I actually just responded to a similar question here:

Major Incident Process

Here are my thoughts:

I've seen this done a few different ways in the tool -- as Matt alluded too -- it's really dependent on your process.

I will say this -- ITIL v3 -- isn't very prescriptive in this case. It says there should be a major incident process; it doesn't really specify what that should be. This leads to all kinds of religious arguments (go search for the same topic on LinkedIn) about the process and thus different implementations in the product. I think it speaks strongly about the flexibility of the tool that it will support whatever you would like to do.

The two major camps:

Major Incident is a "kind" of incident. Perhaps it's when the urgency and impact are both set to High and therefore you have a 'Critical' incident. You may then kick in emails to certain teams based on it being a "critical" incident and have different SLAs for it, etc. In the background, you may have a crisis communication plan.

This naturally leads to another question, and the genesis of the second camp -- if the "major incident" is affecting multiple customers -- how do I capture that in the tool?
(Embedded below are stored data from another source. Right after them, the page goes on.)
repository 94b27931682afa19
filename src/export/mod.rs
pub mod ical;
pub mod deep_link;

use thiserror::Error;

use crate::calendar::Event;
use crate::storage::config::ExportConfig;

pub use deep_link::{deep_link_with_base, google_calendar_link};
pub use ical::{IcsEncoder, encode_many, encode_one};

pub const ICS_MIME_TYPE: &str = "text/calendar";

#[derive(Debug, Error, PartialEq)]
pub enum ExportError {
    #[error("Event {id} has a start or end time that cannot be exported")]
    InvalidEventTime { id: String },
    #[error("No events selected for export")]
    EmptySelection,
}

/// Bytes ready to hand to a "save as" / "open with" mechanism.
#[derive(Debug, Clone, PartialEq)]
pub struct ExportArtifact {
    pub filename: String,
    pub mime_type: &'static str,
    pub body: String,
}

pub fn export_event(event: &Event, config: &ExportConfig) -> Result<ExportArtifact, ExportError> {
    let body = IcsEncoder::new(&config.product_id).encode_one(event)?;
    tracing::info!("Exported event {} ({})", event.id, event.title);

    Ok(ExportArtifact {
        filename: suggested_filename(&event.title),
        mime_type: ICS_MIME_TYPE,
        body,
    })
}

pub fn export_calendar<'a>(
    events: impl IntoIterator<Item = &'a Event>,
    config: &ExportConfig,
) -> Result<ExportArtifact, ExportError> {
    let events: Vec<&Event> = events.into_iter().collect();
    if events.is_empty() {
        return Err(ExportError::EmptySelection);
    }

    let body = IcsEncoder::new(&config.product_id).encode_many(events.iter().copied())?;
    tracing::info!("Exported {} events to {}", events.len(), config.calendar_filename);

    Ok(ExportArtifact {
        filename: config.calendar_filename.clone(),
        mime_type: ICS_MIME_TYPE,
        body,
    })
}

/// `Morning Vinyasa Flow` becomes `Morning_Vinyasa_Flow.ics`. Path separators
/// are replaced too so the name stays a single path component.
pub fn suggested_filename(title: &str) -> String {
    let stem: String = title
        .chars()
        .map(|c| if c.is_whitespace() || c == '/' || c == '\\' { '_' } else { c })
        .collect();

    if stem.is_empty() {
        "event.ics".to_string()
    } else {
        format!("{}.ics", stem)
    }
}

#[cfg(test)]
mod tests {
    use super::*;
    use crate::calendar::sample_events::sample_events;

    #[test]
    fn filename_replaces_whitespace_with_underscores() {
        assert_eq!(suggested_filename("Morning Vinyasa Flow"), "Morning_Vinyasa_Flow.ics");
        assert_eq!(suggested_filename("Yin\tYoga  Night"), "Yin_Yoga__Night.ics");
    }

    #[test]
    fn filename_never_contains_path_separators() {
        assert_eq!(suggested_filename("Yoga/Pilates"), "Yoga_Pilates.ics");
        assert_eq!(suggested_filename(""), "event.ics");
    }

    #[test]
    fn single_event_artifact_is_text_calendar() {
        let store = sample_events();
        let event = store.get("1").unwrap();

        let artifact = export_event(event, &ExportConfig::default()).unwrap();

        assert_eq!(artifact.filename, "Morning_Vinyasa_Flow.ics");
        assert_eq!(artifact.mime_type, "text/calendar");
        assert_eq!(artifact.body.matches("BEGIN:VEVENT").count(), 1);
    }

    #[test]
    fn calendar_artifact_contains_every_event() {
        let store = sample_events();

        let artifact = export_calendar(&store, &ExportConfig::default()).unwrap();

        assert_eq!(artifact.filename, "yoga-events-calendar.ics");
        assert_eq!(artifact.body.matches("BEGIN:VEVENT").count(), store.len());
    }

    #[test]
    fn calendar_artifact_uses_configured_product_id() {
        let store = sample_events();
        let config = ExportConfig {
            product_id: "Acme Studio".to_string(),
            ..ExportConfig::default()
        };

        let artifact = export_calendar(&store, &config).unwrap();

        assert!(artifact.body.contains("PRODID:-//Acme Studio//EN"));
    }

    #[test]
    fn empty_selection_is_rejected() {
        let result = export_calendar(std::iter::empty::<&Event>(), &ExportConfig::default());
        assert_eq!(result, Err(ExportError::EmptySelection));
    }
}
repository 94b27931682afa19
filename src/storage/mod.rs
pub mod config;
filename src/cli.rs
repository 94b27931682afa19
use std::iter::Peekable;
use std::path::{Path, PathBuf};

use anyhow::{Context, Result};
use chrono::{Local, NaiveDate};

use yogaflow_cal::{
    calendar::{Event, EventStore, sample_events::sample_events, upcoming_events},
    export::{self, ExportArtifact},
    storage::config::Config,
    ui::month_view::MonthLayout,
};

pub const USAGE: &str = "Usage: yogaflow-cal [--events PATH | --sample] \
[--month YYYY/MM | --upcoming [N] | --export ID [DIR] | --export-all [DIR] | --link ID]";

#[derive(Debug, Clone, PartialEq)]
pub enum CliMode {
    Overview,
    Month(NaiveDate),
    Upcoming(Option<usize>),
    Export { id: String, dir: PathBuf },
    ExportAll { dir: PathBuf },
    Link(String),
}

#[derive(Debug, Clone, PartialEq)]
pub enum EventSource {
    Configured,
    Sample,
    File(PathBuf),
}

#[derive(Debug, Clone, PartialEq)]
pub struct CliArgs {
    pub mode: CliMode,
    pub source: EventSource,
}

pub fn parse_cli_mode(args: impl IntoIterator<Item = String>) -> Result<CliArgs, String> {
    let mut mode = CliMode::Overview;
    let mut source = EventSource::Configured;
    let mut args = args.into_iter().peekable();

    while let Some(arg) = args.next() {
        match arg.as_str() {
            "--sample" => source = EventSource::Sample,
            "--events" => {
                let path = args.next().ok_or("--events requires a path")?;
                source = EventSource::File(PathBuf::from(path));
            }
            "--month" => {
                let value = args.next().ok_or("--month requires YYYY/MM")?;
                let date = NaiveDate::parse_from_str(&format!("{}/01", value), "%Y/%m/%d")
                    .map_err(|_| format!("Invalid month '{}'. Use YYYY/MM.", value))?;
                mode = CliMode::Month(date);
            }
            "--upcoming" => {
                let limit = optional_value(&mut args)
                    .map(|n| n.parse::<usize>().map_err(|_| format!("Invalid count '{}'", n)))
                    .transpose()?;
                mode = CliMode::Upcoming(limit);
            }
            "--export" => {
                let id = args.next().ok_or("--export requires an event id")?;
                let dir = optional_value(&mut args).map(PathBuf::from).unwrap_or_else(|| PathBuf::from("."));
                mode = CliMode::Export { id, dir };
            }
            "--export-all" => {
                let dir = optional_value(&mut args).map(PathBuf::from).unwrap_or_else(|| PathBuf::from("."));
                mode = CliMode::ExportAll { dir };
            }
            "--link" => {
                let id = args.next().ok_or("--link requires an event id")?;
                mode = CliMode::Link(id);
            }
            "--help" => {
                println!("{}", USAGE);
                std::process::exit(0);
            }
            _ => return Err(format!("Unknown argument: {}", arg)),
        }
    }

    Ok(CliArgs { mode, source })
}

fn optional_value<I: Iterator<Item = String>>(args: &mut Peekable<I>) -> Option<String> {
    args.next_if(|next| !next.starts_with("--"))
}

pub fn load_events(source: &EventSource, config: &Config) -> Result<EventStore> {
    match source {
        EventSource::Sample => Ok(sample_events()),
        EventSource::File(path) => load_from(path),
        EventSource::Configured => match &config.calendar.events_file {
            Some(path) => load_from(path),
            None => {
                tracing::info!("No events file configured, using sample events");
                Ok(sample_events())
            }
        },
    }
}

fn load_from(path: &Path) -> Result<EventStore> {
    EventStore::load_json(path).with_context(|| format!("Failed to load events from {}", path.display()))
}

pub fn run(args: CliArgs, config: &Config) -> Result<()> {
    let store = load_events(&args.source, config)?;
    let now = Local::now().naive_local();

    match args.mode {
        CliMode::Overview => {
            println!("{}", format_month_grid(&MonthLayout::new(now.date()).with_events(&store), now.date(), config));
            let upcoming = upcoming_events(&store, now, Some(config.calendar.upcoming_limit));
            println!("{}", format_upcoming(&upcoming));
        }
        CliMode::Month(date) => {
            println!("{}", format_month_grid(&MonthLayout::new(date).with_events(&store), now.date(), config));
        }
        CliMode::Upcoming(limit) => {
            let limit = limit.unwrap_or(config.calendar.upcoming_limit);
            println!("{}", format_upcoming(&upcoming_events(&store, now, Some(limit))));
        }
        CliMode::Export { id, dir } => {
            let event = find_event(&store, &id)?;
            let artifact = export::export_event(event, &config.export)?;
            let path = write_artifact(&artifact, &dir)?;
            println!("Wrote {}", path.display());
        }
        CliMode::ExportAll { dir } => {
            let artifact = export::export_calendar(&store, &config.export)?;
            let path = write_artifact(&artifact, &dir)?;
            println!("Wrote {}", path.display());
        }
        CliMode::Link(id) => {
            let event = find_event(&store, &id)?;
            println!("{}", export::deep_link_with_base(&config.export.deep_link_base, event)?);
        }
    }

    Ok(())
}

fn find_event<'a>(store: &'a EventStore, id: &str) -> Result<&'a Event> {
    store.get(id).with_context(|| format!("No event with id '{}'", id))
}

fn write_artifact(artifact: &ExportArtifact, dir: &Path) -> Result<PathBuf> {
    std::fs::create_dir_all(dir)?;
    let path = dir.join(&artifact.filename);
    std::fs::write(&path, &artifact.body).with_context(|| format!("Failed to write {}", path.display()))?;
    tracing::info!("Wrote {} ({})", path.display(), artifact.mime_type);
    Ok(path)
}

pub fn format_month_grid(layout: &MonthLayout, today: NaiveDate, config: &Config) -> String {
    let mut lines = vec![layout.title(), " Sun  Mon  Tue  Wed  Thu  Fri  Sat".to_string()];

    for week in layout.weeks() {
        let row: String = week
            .iter()
            .map(|cell| match cell.day_of_month() {
                None => "     ".to_string(),
                Some(day) => {
                    let marker = if cell.is_today(today) {
                        '*'
                    } else if cell.events.is_empty() {
                        ' '
                    } else {
                        '•'
                    };
                    format!(" {:>2}{} ", day, marker)
                }
            })
            .collect();
        lines.push(row.trim_end().to_string());
    }

    let busy_days = layout.cells.iter().filter(|c| !c.events.is_empty());
    for cell in busy_days {
        let Some(date) = cell.date else { continue };
        let capped = cell.capped(config.calendar.day_event_cap);
        lines.push(String::new());
        lines.push(date.format("%a %d").to_string());
        for event in &capped.visible {
            lines.push(format!("  {} {}", event.time.format("%H:%M"), event.title));
        }
        if let Some(more) = capped.overflow_label() {
            lines.push(format!("  {}", more));
        }
    }

    lines.join("\n")
}

pub fn format_upcoming(events: &[&Event]) -> String {
    let mut lines = vec!["Upcoming Events".to_string(), String::new()];

    if events.is_empty() {
        lines.push("No upcoming events.".to_string());
    } else {
        for event in events {
            lines.push(format!(
                "- {} {}  {} ({})",
                event.date.format("%Y-%m-%d"),
                event.time.format("%H:%M"),
                event.title,
                event.city
            ));
        }
    }

    lines.join("\n")
}

#[cfg(test)]
mod tests {
    use super::*;

    fn args(list: &[&str]) -> Vec<String> {
        list.iter().map(|s| s.to_string()).collect()
    }

    fn date(year: i32, month: u32, day: u32) -> NaiveDate {
        NaiveDate::from_ymd_opt(year, month, day).unwrap()
    }

    #[test]
    fn no_arguments_selects_overview() {
        let parsed = parse_cli_mode(args(&[])).unwrap();
        assert_eq!(parsed.mode, CliMode::Overview);
        assert_eq!(parsed.source, EventSource::Configured);
    }

    #[test]
    fn month_argument_is_parsed() {
        let parsed = parse_cli_mode(args(&["--month", "2024/02"])).unwrap();
        assert_eq!(parsed.mode, CliMode::Month(date(2024, 2, 1)));
    }

    #[test]
    fn invalid_month_is_rejected() {
        assert!(parse_cli_mode(args(&["--month", "2024/13"])).is_err());
    }

    #[test]
    fn upcoming_count_is_optional() {
        assert_eq!(parse_cli_mode(args(&["--upcoming"])).unwrap().mode, CliMode::Upcoming(None));
        assert_eq!(
            parse_cli_mode(args(&["--upcoming", "3", "--sample"])).unwrap(),
            CliArgs { mode: CliMode::Upcoming(Some(3)), source: EventSource::Sample }
        );
    }

    #[test]
    fn export_defaults_to_current_directory() {
        let parsed = parse_cli_mode(args(&["--export", "1"])).unwrap();
        assert_eq!(parsed.mode, CliMode::Export { id: "1".to_string(), dir: PathBuf::from(".") });
    }

    #[test]
    fn export_all_accepts_directory() {
        let parsed = parse_cli_mode(args(&["--events", "events.json", "--export-all", "out"])).unwrap();
        assert_eq!(parsed.mode, CliMode::ExportAll { dir: PathBuf::from("out") });
        assert_eq!(parsed.source, EventSource::File(PathBuf::from("events.json")));
    }

    #[test]
    fn unknown_argument_is_an_error() {
        assert!(parse_cli_mode(args(&["--bogus"])).is_err());
    }

    #[test]
    fn month_grid_marks_today_and_busy_days() {
        let store = sample_events();
        let layout = MonthLayout::new(date(2024, 1, 1)).with_events(&store);

        let text = format_month_grid(&layout, date(2024, 1, 22), &Config::default());

        assert!(text.starts_with("January 2024\n"));
        assert!(text.contains(" 20•"));
        assert!(text.contains(" 22*"));
        assert!(text.contains("  08:00 Morning Vinyasa Flow"));
    }

    #[test]
    fn upcoming_list_reports_empty_state() {
        assert!(format_upcoming(&[]).ends_with("No upcoming events."));
    }

    #[test]
    fn export_all_writes_bulk_file() {
        let dir = tempfile::tempdir().unwrap();
        let cli = CliArgs {
            mode: CliMode::ExportAll { dir: dir.path().to_path_buf() },
            source: EventSource::Sample,
        };

        run(cli, &Config::default()).unwrap();

        let body = std::fs::read_to_string(dir.path().join("yoga-events-calendar.ics")).unwrap();
        assert!(body.starts_with("BEGIN:VCALENDAR"));
    }

    #[test]
    fn export_of_unknown_event_fails() {
        let dir = tempfile::tempdir().unwrap();
        let cli = CliArgs {
            mode: CliMode::Export { id: "missing".to_string(), dir: dir.path().to_path_buf() },
            source: EventSource::Sample,
        };

        assert!(run(cli, &Config::default()).is_err());
    }
}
To tackle this some folks create a new task type called "major incident" and then build a parent child relationship between major incidents and "plain old" incidents. This allows them to group and collect the incidents and then close and notify in mass. The nice thing about this approach is it affords you a lot of easy customization opportunities for how you handle "major incidents" vs. "plain old" incidents.

Other folks, rather than build a separate task type, leverage Problem for the same function. The argument being that most of the functionality all ready exists to do this in problem (associating multiple incidents to a single problem) and 99% of the time you're going to create a problem to get to the root cause of the major incident anyway. Might as well just build crisis handling into the problem workflow and then once the fire is out, let the problem proceed down the normal path of digging into the root cause of the problem.

The objection to the latter is that incident and problem processes have competing goals. The incident process wants to restore service as quickly as possible; the problem process wants to resolve the root cause of the issue so it never happens again. By placing an aspect of incident in the problem space you're running against the goals of the process.

As I said -- neither is really wrong -- ITIL is vague in what it tells you to do and the system will allow you to do either.